- EUR/CHF is losing ground after peaking at 1.20 but analysts at Julius Baer expect it to recover
- Switzerland's extraordinarily low interest rates are a handicap for the currency
- A recent rise in risk aversion has helped the currency recover temporarily
© Kasto, Adobe Images
The Euro-Franc exchange rate is already down over half a percent on the day and well below the magic 1.20 level with one Euro currently only buying 1.1893 Francs on the interbank markets at the time of writing.
A combination of a broadly weaker Euro - the symptom of slowing German growth - and strong Swiss labour market data were predominantly thought responsible for the move.
Swiss unemployment fell to 2.5% from 2.7% in April.
The pair's fall has come as a surprise to some traders who expected the exchange rate to rise above the historic 1.20 level, although it is too early to say whether the longer-term uptrend has ended, and the pair may well resume its rally given time.
"Little speaks against a further weakening of the Swiss franc, even beyond the threshold of 1.20," says Alain Dettling, an analyst at investment bank Julius Baer. "According to our currency strategists, exchange rates towards EUR/CHF 1.30 would be possible, which is closer to fair value."
The Franc has weakened as a result of the Swiss National Bank's (SNB's) negative interest rate regime, which has meant official interest rates have been cut to -0.75%.

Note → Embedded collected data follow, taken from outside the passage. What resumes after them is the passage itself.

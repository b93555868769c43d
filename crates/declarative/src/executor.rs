//! Execution engine - applies a plan in dependency waves
//!
//! Operations whose prerequisites have all completed form a wave; a wave runs
//! on a bounded rayon pool. When an operation fails, everything that requires
//! it (directly or transitively) is skipped while independent branches keep
//! going. Nothing is rolled back.

use crate::context::{ProgressCallback, StackContext};
use crate::diff::{Change, change_for};
use crate::error::{Error, ProviderError, Result};
use crate::planner::{Action, Operation, Plan};
use crate::provider::Provider;
use crate::retry::{RetryConfig, with_retry};
use crate::types::{AppliedState, ResourceId, ResourceKind};
use rayon::prelude::*;
use serde::Serialize;
use std::collections::HashMap;
use std::sync::{Mutex, MutexGuard};

/// Options for applying a plan
#[derive(Debug, Clone)]
pub struct ApplyOptions {
    /// Read only; report what would change
    pub dry_run: bool,
    /// Maximum operations in flight
    pub jobs: usize,
    pub retry: RetryConfig,
}

impl Default for ApplyOptions {
    fn default() -> Self {
        Self {
            dry_run: false,
            jobs: 4,
            retry: RetryConfig::default(),
        }
    }
}

/// Result of a single operation
#[derive(Debug, Clone, PartialEq, Eq, Serialize)]
#[serde(tag = "status", rename_all = "snake_case")]
pub enum Outcome {
    /// The provider was called and the change made
    Applied { change: Change },
    /// Observed state already matched
    Unchanged,
    /// Dry run: the change that would be made
    Planned { change: Change },
    Failed { error: String },
    /// A prerequisite failed; `because` names the failed operation
    Skipped { because: ResourceId },
}

impl Outcome {
    pub fn is_failure(&self) -> bool {
        matches!(self, Self::Failed { .. })
    }

    /// Whether dependents may proceed
    fn unblocks(&self) -> bool {
        matches!(
            self,
            Self::Applied { .. } | Self::Unchanged | Self::Planned { .. }
        )
    }

    /// Short status label for tables and logs
    pub fn label(&self) -> String {
        match self {
            Self::Applied { change } => match change {
                Change::Create => "created".to_string(),
                Change::Update => "updated".to_string(),
                Change::Replace => "replaced".to_string(),
                Change::Delete => "deleted".to_string(),
                Change::NoChange => "unchanged".to_string(),
            },
            Self::Unchanged => "unchanged".to_string(),
            Self::Planned { change } => format!("would {change}"),
            Self::Failed { .. } => "failed".to_string(),
            Self::Skipped { .. } => "skipped".to_string(),
        }
    }
}

/// What happened to one operation
#[derive(Debug, Clone, Serialize)]
pub struct OperationReport {
    pub id: ResourceId,
    pub kind: ResourceKind,
    #[serde(skip)]
    pub action: Action,
    #[serde(flatten)]
    pub outcome: Outcome,
    /// Provider calls made, retries included
    pub attempts: u32,
}

/// Everything an apply produced
#[derive(Debug, Clone, Default)]
pub struct ApplyReport {
    /// One entry per plan operation, in plan order
    pub operations: Vec<OperationReport>,
    /// Observed state of every resource that exists after the run
    pub state: AppliedState,
}

impl ApplyReport {
    pub fn summary(&self) -> ApplySummary {
        let mut summary = ApplySummary::default();
        for report in &self.operations {
            summary.add(&report.outcome);
        }
        summary
    }

    pub fn is_success(&self) -> bool {
        !self.operations.iter().any(|r| r.outcome.is_failure())
    }

    pub fn get(&self, id: &str) -> Option<&OperationReport> {
        self.operations.iter().find(|r| r.id.as_str() == id)
    }
}

/// Summary of apply results
#[derive(Debug, Clone, Default, PartialEq, Eq, Serialize)]
pub struct ApplySummary {
    pub created: usize,
    pub updated: usize,
    pub replaced: usize,
    pub deleted: usize,
    pub unchanged: usize,
    pub planned: usize,
    pub failed: usize,
    pub skipped: usize,
}

impl ApplySummary {
    pub fn add(&mut self, outcome: &Outcome) {
        match outcome {
            Outcome::Applied { change } => match change {
                Change::Create => self.created += 1,
                Change::Update => self.updated += 1,
                Change::Replace => self.replaced += 1,
                Change::Delete => self.deleted += 1,
                Change::NoChange => self.unchanged += 1,
            },
            Outcome::Unchanged => self.unchanged += 1,
            Outcome::Planned { .. } => self.planned += 1,
            Outcome::Failed { .. } => self.failed += 1,
            Outcome::Skipped { .. } => self.skipped += 1,
        }
    }

    /// Operations that changed something remotely
    pub fn mutations(&self) -> usize {
        self.created + self.updated + self.replaced + self.deleted
    }

    pub fn is_success(&self) -> bool {
        self.failed == 0
    }

    pub fn total(&self) -> usize {
        self.mutations() + self.unchanged + self.planned + self.failed + self.skipped
    }
}

/// Apply `plan` through `provider`.
///
/// Returns an error only when the run itself cannot proceed; provider
/// failures are reported per operation in the [`ApplyReport`].
pub fn apply<P: ProgressCallback + ?Sized>(
    plan: &Plan,
    provider: &dyn Provider,
    opts: &ApplyOptions,
    progress: &mut P,
) -> Result<ApplyReport> {
    let pool = rayon::ThreadPoolBuilder::new()
        .num_threads(opts.jobs.max(1))
        .build()
        .map_err(|e| Error::Executor(format!("failed to create thread pool: {e}")))?;

    let positions: HashMap<&ResourceId, usize> = plan
        .operations
        .iter()
        .enumerate()
        .map(|(i, op)| (op.id(), i))
        .collect();
    let mut outcomes: Vec<Option<(Outcome, u32)>> = vec![None; plan.len()];
    let state = Mutex::new(AppliedState::new());

    while outcomes.iter().any(Option::is_none) {
        let mut wave = Vec::new();
        let mut skipped = Vec::new();
        for (i, op) in plan.operations.iter().enumerate() {
            if outcomes[i].is_some() {
                continue;
            }
            match readiness(op, &positions, &outcomes) {
                Readiness::Waiting => {}
                Readiness::Ready => wave.push(i),
                Readiness::Blocked(because) => skipped.push((i, because)),
            }
        }

        if wave.is_empty() && skipped.is_empty() {
            let stuck: Vec<&str> = plan
                .operations
                .iter()
                .zip(&outcomes)
                .filter(|(_, o)| o.is_none())
                .map(|(op, _)| op.id().as_str())
                .collect();
            return Err(Error::Executor(format!(
                "plan stalled with unmet requirements: {}",
                stuck.join(", ")
            )));
        }

        for (i, because) in skipped {
            let op = &plan.operations[i];
            log::debug!("Skipping {}: {because} did not complete", op.id());
            let outcome = Outcome::Skipped { because };
            progress.on_operation_complete(op.id(), &outcome);
            outcomes[i] = Some((outcome, 0));
        }

        if wave.is_empty() {
            continue;
        }

        progress.on_wave_start(wave.len());
        for &i in &wave {
            let op = &plan.operations[i];
            progress.on_operation_start(op.id(), &op.resource.description());
        }

        let results: Vec<(usize, Outcome, u32)> = pool.install(|| {
            wave.par_iter()
                .map(|&i| {
                    let (outcome, attempts) =
                        run_operation(&plan.operations[i], &plan.context, provider, opts, &state);
                    (i, outcome, attempts)
                })
                .collect()
        });

        for (i, outcome, attempts) in results {
            progress.on_operation_complete(plan.operations[i].id(), &outcome);
            outcomes[i] = Some((outcome, attempts));
        }
        progress.on_wave_complete();
    }

    let operations = plan
        .operations
        .iter()
        .zip(outcomes)
        .filter_map(|(op, result)| {
            result.map(|(outcome, attempts)| OperationReport {
                id: op.id().clone(),
                kind: op.kind(),
                action: op.action,
                outcome,
                attempts,
            })
        })
        .collect();

    Ok(ApplyReport {
        operations,
        state: into_state(state),
    })
}

enum Readiness {
    Waiting,
    Ready,
    Blocked(ResourceId),
}

fn readiness(
    op: &Operation,
    positions: &HashMap<&ResourceId, usize>,
    outcomes: &[Option<(Outcome, u32)>],
) -> Readiness {
    let mut waiting = false;
    for required in &op.requires {
        // Requirements cut from the plan by a target filter count as met
        let Some(&position) = positions.get(required) else {
            continue;
        };
        match &outcomes[position] {
            None => waiting = true,
            Some((outcome, _)) if outcome.unblocks() => {}
            Some((Outcome::Skipped { because }, _)) => {
                return Readiness::Blocked(because.clone());
            }
            Some(_) => return Readiness::Blocked(required.clone()),
        }
    }
    if waiting {
        Readiness::Waiting
    } else {
        Readiness::Ready
    }
}

/// Run one operation to completion, returning its outcome and attempt count
fn run_operation(
    op: &Operation,
    ctx: &StackContext,
    provider: &dyn Provider,
    opts: &ApplyOptions,
    state: &Mutex<AppliedState>,
) -> (Outcome, u32) {
    let mut attempts = 0;
    let outcome = match converge(op, ctx, provider, opts, state, &mut attempts) {
        Ok(outcome) => outcome,
        Err(e) => {
            log::debug!("{} failed: {e}", op.resource.description());
            Outcome::Failed {
                error: e.to_string(),
            }
        }
    };
    (outcome, attempts)
}

fn converge(
    op: &Operation,
    ctx: &StackContext,
    provider: &dyn Provider,
    opts: &ApplyOptions,
    state: &Mutex<AppliedState>,
    attempts: &mut u32,
) -> std::result::Result<Outcome, ProviderError> {
    let capability = provider.capability(op.kind())?;
    let label = op.resource.description();
    let resource = &op.resource;

    let observed = retried(opts, attempts, format!("read {label}"), || {
        capability.read(ctx, resource)
    })?;
    let change = change_for(op, observed.as_ref());
    log::debug!("{label}: {change}");

    if opts.dry_run {
        if let Some(current) = observed {
            lock_state(state).insert(current);
        }
        return Ok(match change {
            Change::NoChange => Outcome::Unchanged,
            change => Outcome::Planned { change },
        });
    }

    let deps = lock_state(state).subset(&op.requires);
    let applied = match (change, observed) {
        (Change::NoChange, current) => {
            if let Some(current) = current {
                lock_state(state).insert(current);
            }
            return Ok(Outcome::Unchanged);
        }
        (Change::Create, _) => retried(opts, attempts, format!("create {label}"), || {
            capability.create(ctx, resource, &deps)
        })?,
        (Change::Update, Some(current)) => {
            retried(opts, attempts, format!("update {label}"), || {
                capability.update(ctx, resource, &current, &deps)
            })?
        }
        (Change::Replace, Some(current)) => {
            retried(opts, attempts, format!("delete {label}"), || {
                capability.delete(ctx, &current)
            })?;
            retried(opts, attempts, format!("create {label}"), || {
                capability.create(ctx, resource, &deps)
            })?
        }
        (Change::Delete, Some(current)) => {
            retried(opts, attempts, format!("delete {label}"), || {
                capability.delete(ctx, &current)
            })?;
            lock_state(state).remove(op.id().as_str());
            return Ok(Outcome::Applied { change });
        }
        (change, None) => {
            return Err(ProviderError::Other(format!(
                "cannot {change} {label}: nothing observed"
            )));
        }
    };

    lock_state(state).insert(applied);
    Ok(Outcome::Applied { change })
}

/// Run a provider call under the retry policy, counting its attempts
fn retried<T>(
    opts: &ApplyOptions,
    attempts: &mut u32,
    label: String,
    call: impl FnMut() -> std::result::Result<T, ProviderError>,
) -> std::result::Result<T, ProviderError> {
    let outcome = with_retry(&opts.retry, &label, call);
    *attempts += outcome.attempts;
    outcome.result
}

fn lock_state(state: &Mutex<AppliedState>) -> MutexGuard<'_, AppliedState> {
    match state.lock() {
        Ok(guard) => guard,
        Err(poisoned) => poisoned.into_inner(),
    }
}

fn into_state(state: Mutex<AppliedState>) -> AppliedState {
    match state.into_inner() {
        Ok(state) => state,
        Err(poisoned) => poisoned.into_inner(),
    }
}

Lower interest rates generally depreciate a currency because foreign capital tends to flow to where interest rates are higher, not lower and this increases demand for currencies where interest rates are higher.
"The SNB’s negative interest rate regime has proven to be the most effective instrument to weaken the CHF. We believe that the SNB will only very cautiously initiate its policy normalisation, as they have signaled their satisfaction with the recent development of the franc exchange rate," says Dettling.
The SNB has been waging a war against the Franc on and off ever since the financial crisis. It has even intervened directly in foreign exchange markets to sell its Franc reserves in an effort to keep the local unit cheap.
Switzerland is predominantly export-based economy so weaker Franc is beneficial to its exporters because it makes their products more price competitive.
The 1.20 level was the scene of many a historic 'currency battle' as it was the defensive line the SNB defended as a 'floor' under which it would not allow EUR/CHF to fall, no matter what.
Expectations of massive monetary policy stimulus in January 2015, however, broke the SNB's defense and saw the rate collapse to a low of 0.86 within only hours, causing many FX brokers to go out of business as no-one had ever believed the 1.20 floor would give way.
Since the break lower, however, the market has steadily climbed back up until ti once again retouched 1.20 last week.
It was expected to continue based on the difference between Swiss interest rates which are some of the lowest in the world and interest rates elsewhere, including the Eurozone where they are slightly higher at 0.0% and expected to gain due to the region's strong recovery trajectory.
"The longer the significant negative interest rate differential relative to the eurozone lasts, the more probable it is for the CHF to stay near the current levels or to weaken further," concludes Dettling.
As a result of their assessment Julius Baer has revised its three-month EUR/CHF outlook to 1.20 from a previous 1.18, and its 12-month outlook to 1.22 from a previous 1.20.
The only possible spoiler to the Julius Baer outlook if Eurozone growth which has stuttered severely in Q1 and is expected by some analysts to continue falling.
With signs global growth may also be faltering, the outlook for CHF may improve as it benefits from safe-haven demand, of which, along with the Yen and Gold it is a primary beneficiary.